Staff Picks is a recurring feature, in which Juneau Empire and Capital City Weekly staff share what they’re reading, watching, listening to and playing. Now’s the time to hunker down and check out what we’ve been enjoying.
What we’ve been listening to
Ben Hohenstatt: “All Or Nothing” by Shopping (Album)
Shopping don’t have the most diversity in their sonic palette, but there isn’t a band working that makes better use of the post-punk building blocks to deliver delightfully tesne music. Plus, the band’s recently released fourth album adds a few new touches, including sometimes twinkly synths and a song built around a guitar lick that approaches surf-rock. If Gang of Four and The xx had a baby and taught it to have snarling-yet-icy contempt for authority, it’d be Shopping.
Michael S. Lockett: “Fear in a Handful of Dust” by Amon Tobin (Album)
Amon Tobin is a prolific producer of the junction between electronic and string music. Vaguely unsettling, always hard to categorize, and certainly interesting to listen to, the Brazilan artist seems to make music for social situations or moods that I don’t experience. It’s the kind of thing I’d put on if I wanted to make people leave a party or if I wanted to keep myself tense and on edge on a long run through dark woods. If someone remade “Something Wicked This Way Comes” and set in the present day, I’d expect to hear this album feature in it.
Ben Hohenstatt: “Honeymoon” by Beach Bunny (Album)
Upbeat-sounding power pop about morose emotions is a spring-time staple for me, and the latest from Beach Bunny executes the concept extremely well.
The songs aren’t especially complicated —structurally or lyrically —but if soaring guitars and ultra-catchy hooks about malaise do something for you, this is a must-listen.
Album standout “Cuffing Season” is especially delightful, and its chorus makes it my hunker down anthem.
“Maybe we are getting too close/ Paranoid permanence is just an empty promise/Sometimes I like being on my own/I’m afraid of winding up alone.”
What we’ve been reading
Michael S. Lockett: “The Poppy War” by R.F. Kuang (Book, Fiction)
Want to replace reading about a global viral outbreak with Eastern fantasy tied into extremely thinly veiled references to genocidal WWII wartime atrocities committed by the Imperial Japanese Army on the Chinese population?
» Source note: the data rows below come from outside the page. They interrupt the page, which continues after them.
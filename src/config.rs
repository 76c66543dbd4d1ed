use std::{env, path::PathBuf};

use color_eyre::{Result, eyre::Context};
use directories::ProjectDirs;
use lazy_static::lazy_static;
use serde::Deserialize;

#[derive(Clone, Debug, Deserialize, Default)]
pub struct AppConfig {
    #[serde(default)]
    pub data_dir: PathBuf,
    #[serde(default)]
    pub config_dir: PathBuf,
}

/// Knobs of the demo form.
#[derive(Clone, Debug, Deserialize)]
#[serde(default)]
pub struct GalleryConfig {
    /// How long a submit keeps the button loading and the overlay up.
    pub submit_delay_ms: u64,
    /// Start with the hourglass spinner instead of the default ring.
    pub custom_spinner: bool,
    /// Overlay spinner size in points.
    pub spinner_size: u16,
}

impl Default for GalleryConfig {
    fn default() -> Self {
        Self {
            submit_delay_ms: 1500,
            custom_spinner: false,
            spinner_size: formkit::theme::SPINNER_SIZE,
        }
    }
}

#[derive(Clone, Debug, Deserialize)]
pub struct Config {
    #[serde(default, flatten)]
    pub config: AppConfig,
    #[serde(default)]
    pub gallery: GalleryConfig,
}

lazy_static! {
    pub static ref PROJECT_NAME: String = env!("CARGO_CRATE_NAME").to_uppercase().to_string();
}

impl Config {
    /// Layers, lowest priority first: built-in defaults, the optional
    /// `config.{toml,json5,yaml,...}` in the config directory, then the CLI.
    pub fn new(cli_source: Option<crate::cli::ClapSource>) -> Result<Self> {
        let data_dir = get_data_dir();
        let config_dir = get_config_dir();
        let mut builder = config::Config::builder()
            .set_default("data_dir", data_dir.to_string_lossy().as_ref())?
            .set_default("config_dir", config_dir.to_string_lossy().as_ref())?
            .add_source(
                config::File::with_name(&config_dir.join("config").to_string_lossy())
                    .required(false),
            );

        if let Some(cli_source) = cli_source {
            builder = builder.add_source(cli_source);
        }

        let cfg: Self = builder
            .build()
            .context("Error building config")?
            .try_deserialize()
            .context("Error deserialize config")?;

        Ok(cfg)
    }
}

fn dir_from_env(suffix: &str) -> Option<PathBuf> {
    env::var(format!("{}_{suffix}", PROJECT_NAME.clone()))
        .ok()
        .map(PathBuf::from)
}

pub fn get_data_dir() -> PathBuf {
    if let Some(dir) = dir_from_env("DATA") {
        dir
    } else if let Some(proj_dirs) = project_directory() {
        proj_dirs.data_local_dir().to_path_buf()
    } else {
        PathBuf::from(".").join(".data")
    }
}

pub fn get_config_dir() -> PathBuf {
    if let Some(dir) = dir_from_env("CONFIG") {
        dir
    } else if let Some(proj_dirs) = project_directory() {
        proj_dirs.config_local_dir().to_path_buf()
    } else {
        PathBuf::from(".").join(".config")
    }
}

fn project_directory() -> Option<ProjectDirs> {
    ProjectDirs::from("dev", "formkit", env!("CARGO_PKG_NAME"))
}

#[cfg(test)]
mod tests {
    use clap::Parser;
    use tempfile::tempdir_in;

    use crate::cli::{ClapSource, Cli};

    use super::*;

    #[test]
    fn data_dir_from_env() {
        let temp_data = tempdir_in(".").unwrap();

        temp_env::with_vars(
            [(
                format!("{}_DATA", PROJECT_NAME.clone()).as_str(),
                Some(temp_data.path().to_str().unwrap()),
            )],
            || {
                let config = Config::new(None).unwrap();
                assert_eq!(config.config.data_dir, temp_data.path());
            },
        );
    }

    #[test]
    fn data_dir_from_cli() {
        let args = Cli::parse_from(["test-config", "--data-dir", ".cli-data"]);
        let config = Config::new(Some(ClapSource::new(&args))).expect("Failed to load config");

        assert_eq!(config.config.data_dir, PathBuf::from(".cli-data"));
    }

    #[test]
    fn gallery_defaults() {
        let temp_config = tempdir_in(".").unwrap();
        temp_env::with_var(
            format!("{}_CONFIG", PROJECT_NAME.clone()),
            Some(temp_config.path()),
            || {
                let args = Cli::parse_from(["test-config"]);
                let config =
                    Config::new(Some(ClapSource::new(&args))).expect("Failed to load config");
                assert_eq!(config.gallery.submit_delay_ms, 1500);
                assert!(!config.gallery.custom_spinner);
                assert_eq!(config.gallery.spinner_size, 50);
            },
        );
    }

    #[test]
    fn gallery_from_file_then_cli() {
        let temp_config = tempdir_in(".").unwrap();
        std::fs::write(
            temp_config.path().join("config.json5"),
            "{ gallery: { submit_delay_ms: 200, spinner_size: 30 } }",
        )
        .unwrap();

        temp_env::with_var(
            format!("{}_CONFIG", PROJECT_NAME.clone()),
            Some(temp_config.path()),
            || {
                let config = Config::new(None).unwrap();
                assert_eq!(config.config.config_dir, temp_config.path());
                assert_eq!(config.gallery.submit_delay_ms, 200);
                assert_eq!(config.gallery.spinner_size, 30);

                let args = Cli::parse_from(["test-config", "--submit-delay-ms", "10", "--custom-spinner"]);
                let config = Config::new(Some(ClapSource::new(&args))).unwrap();
                assert_eq!(config.gallery.submit_delay_ms, 10);
                assert!(config.gallery.custom_spinner);
                assert_eq!(config.gallery.spinner_size, 30);
            },
        );
    }
}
Look no further than the “Poppy War” by R.F. Kuang. With a bevy of elements drawn from historical events such as the Opium Wars and the Nanjing Massacre and an approach to gods and the supernatural very different than anything I’d call familiar, this superlative novel departs from tired Western fantasy traditions and creates something darker, weirder, and quite unlike anything else I’ve read in the fantasy genre. A sequel, “The Dragon Republic,” was released recently.
What we’ve been watching
Peter Segall: “Avenue 5” (Series, HBO)
I’m a big fan of Armando Innnucci and his deeply cynical brand of humor(“Veep,” “The Thick of It”) and his latest HBO series is rife with it. “Avenue 5,” the first season of which just finished, is set in a somewhat dystopian future where the crew and passengers of a space-faring cruise ship learn they’ll be stuck on board for the next few years. Panic ensues and the captain of the ship (Hugh Laurie) and its vapid, megalomaniac owner (Josh Gad) try to solve the crisis, only to find themselves too inept to do anything. Admittedly, a show about a people in crisis looking for leadership only to find people too vain and clueless to do anything about it might not be the best under the current circumstances, but I enjoyed it.
Michael S. Lockett: “Castlevania” (Series, Netflix)
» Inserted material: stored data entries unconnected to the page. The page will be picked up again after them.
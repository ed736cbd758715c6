use std::sync::Arc;

use rand::Rng;
use tracing::{info, warn};
use uuid::Uuid;

use casino_eden_core::{
    GameError, GamePhase, GameView, PlayerAction, PlayerId, RoomId, ServerMessage, Table, TableConfig,
};

use crate::error::LobbyError;
use crate::store::{ClientSender, Room, RoomInner, RoomStore};

const CODE_CHARSET: &[u8] = b"ABCDEFGHIJKLMNOPQRSTUVWXYZ0123456789";
const CODE_LEN: usize = 6;

/// 生成一个便于口头分享的房间码
fn generate_code<R: Rng + ?Sized>(rng: &mut R) -> String {
    (0..CODE_LEN)
        .map(|_| CODE_CHARSET[rng.random_range(0..CODE_CHARSET.len())] as char)
        .collect()
}

/// 多人房间的协调者。
///
/// 负责房间的创建、加入、离开和房主转移，并把玩家动作转交给房间内的牌桌。
/// 每次状态变化后，都会在持有房间锁的情况下把完整状态广播给房间内所有人。
pub struct Coordinator {
    store: Arc<RoomStore>,
    config: TableConfig,
}

impl Coordinator {
    pub fn new(store: Arc<RoomStore>, config: TableConfig) -> Self {
        Coordinator { store, config }
    }

    pub fn store(&self) -> &RoomStore {
        &self.store
    }

    /// 创建房间，创建者成为房主。返回 (房间, 房间码, 房主)。
    pub fn create_room(&self, nickname: String, sender: ClientSender) -> Result<(RoomId, String, PlayerId), LobbyError> {
        let mut table = Table::new(self.config);
        let player_id = table.add_player(nickname)?;

        let mut rng = rand::rng();
        let mut candidate = Room::new(Uuid::new_v4(), generate_code(&mut rng), player_id, table);
        candidate.inner.get_mut().connections.insert(player_id, sender.clone());
        let room = loop {
            match self.store.create(candidate) {
                Ok(room) => break room,
                Err(mut taken) => {
                    taken.code = generate_code(&mut rng);
                    candidate = taken;
                }
            }
        };

        info!("玩家 {} 创建了新房间 {} ({})", player_id, room.id, room.code);
        let inner = room.inner.lock();
        let _ = sender.send(ServerMessage::RoomCreated {
            room_id: room.id,
            code: room.code.clone(),
            your_id: player_id,
        });
        broadcast_state(&room, &inner);
        Ok((room.id, room.code.clone(), player_id))
    }

    /// 凭房间码加入房间，房间码大小写不敏感
    pub fn join_room(&self, code: &str, nickname: String, sender: ClientSender) -> Result<(RoomId, PlayerId), LobbyError> {
        let code = code.trim().to_ascii_uppercase();
        let room = self.store.find_by_code(&code).ok_or(LobbyError::RoomNotFound)?;

        let mut inner = room.inner.lock();
        if inner.closed {
            return Err(LobbyError::RoomNotFound);
        }
        let player_id = inner.table.add_player(nickname)?;
        inner.connections.insert(player_id, sender.clone());

        info!("玩家 {} 加入了房间 {}", player_id, room.id);
        let _ = sender.send(ServerMessage::JoinedRoom { room_id: room.id, your_id: player_id });
        broadcast_state(&room, &inner);
        Ok((room.id, player_id))
    }

    /// 房主开始新的一局。上一局已结束时先重置，再直接发牌（多人模式不下注）。
    pub fn start_game(&self, room_id: RoomId, requester: PlayerId) -> Result<(), LobbyError> {
        let room = self.room(room_id)?;
        let mut inner = room.inner.lock();
        if inner.host_id != requester {
            return Err(LobbyError::NotHost);
        }
        if inner.table.phase == GamePhase::Finished {
            inner.table.new_round()?;
        }
        inner.table.deal()?;

        info!("房间 {} 开始新的一局", room_id);
        broadcast_state(&room, &inner);
        Ok(())
    }

    /// 把要牌/停牌转交给牌桌。是否轮到该玩家由牌桌校验。
    pub fn apply_action(&self, room_id: RoomId, player_id: PlayerId, action: PlayerAction) -> Result<(), LobbyError> {
        let room = self.room(room_id)?;
        let mut inner = room.inner.lock();
        match action {
            PlayerAction::Hit => inner.table.hit(player_id).map(|_| ())?,
            PlayerAction::Stand => inner.table.stand(player_id)?,
        }
        broadcast_state(&room, &inner);
        Ok(())
    }

    /// 玩家离开或断线。
    /// 房间空了就删除；房主离开则由名单中的第一位玩家接任。
    pub fn leave(&self, room_id: RoomId, player_id: PlayerId) -> Result<(), LobbyError> {
        let room = self.room(room_id)?;
        let emptied = {
            let mut inner = room.inner.lock();
            inner.table.remove_player(player_id).map_err(|e| match e {
                GameError::PlayerNotFound(_) => LobbyError::NotInRoom,
                other => LobbyError::Game(other),
            })?;
            inner.connections.remove(&player_id);
            info!("玩家 {} 离开了房间 {}", player_id, room_id);

            match inner.table.players.first().map(|p| p.id) {
                None => {
                    inner.closed = true;
                    true
                }
                Some(first_id) => {
                    if inner.host_id == player_id {
                        inner.host_id = first_id;
                        info!("房间 {} 的房主已转移给 {}", room_id, first_id);
                    }
                    broadcast_state(&room, &inner);
                    false
                }
            }
        };

        // 释放房间锁之后再从房间表中删除
        if emptied {
            self.store.delete(&room_id);
            info!("房间 {} 已空，已被移除", room_id);
        }
        Ok(())
    }

    fn room(&self, room_id: RoomId) -> Result<Arc<Room>, LobbyError> {
        self.store.get(&room_id).ok_or(LobbyError::RoomNotFound)
    }
}

/// 向房间内所有玩家广播完整状态，按座位顺序发送
fn broadcast_state(room: &Room, inner: &RoomInner) {
    let view = GameView::new(room.id, &room.code, inner.host_id, &inner.table);
    for player in &inner.table.players {
        let Some(conn) = inner.connections.get(&player.id) else { continue };
        if conn.send(ServerMessage::GameState(view.clone())).is_err() {
            // 发送失败，说明该玩家已断开，后续由其自己的连接任务处理
            warn!("向玩家 {} 发送消息失败（可能已断开）", player.id);
        }
    }
}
While an upbringing of gnawing the flesh from the bones of prey animals with the rest of my wolf family prevented me from ever playing the games, if the animated show is any indicator, I missed out. Castlevania is brutal, gorgeous, and entertaining without requiring one to overthink things. Wronged, civilized vampires! Sarcastic, resigned monster hunters! Creepy, evil priests! And it’s all a love story. But, you know. One that involves razing a country to its foundations to mourn a death, as all good love stories should do. A short first season is remedied by longer and broader second and third seasons, which expand the characters and the story into a variety of humorous or freaky or deeply emotional tangents.
What we’ve been playing
Ben Hohenstatt: “Animal Crossing: New Horizons” (Nintendo Switch)
I’ve been a fan of this oddball life sim series since it came out in the U.S. in 2002. The newest release is wonderfully charming and woefully addictive. If the series’ typical moving monetary goalposts and collection goals didn’t make “Animal Crossing” games compulsively playable enough, “New Horizons” introduces a crafting system that pushes things over the top. Plus, the game has a multi-player mode that allows for couch co-op, which means you don’t have to ignore your significant other while sinking your scant free time into this game, and that’s nice.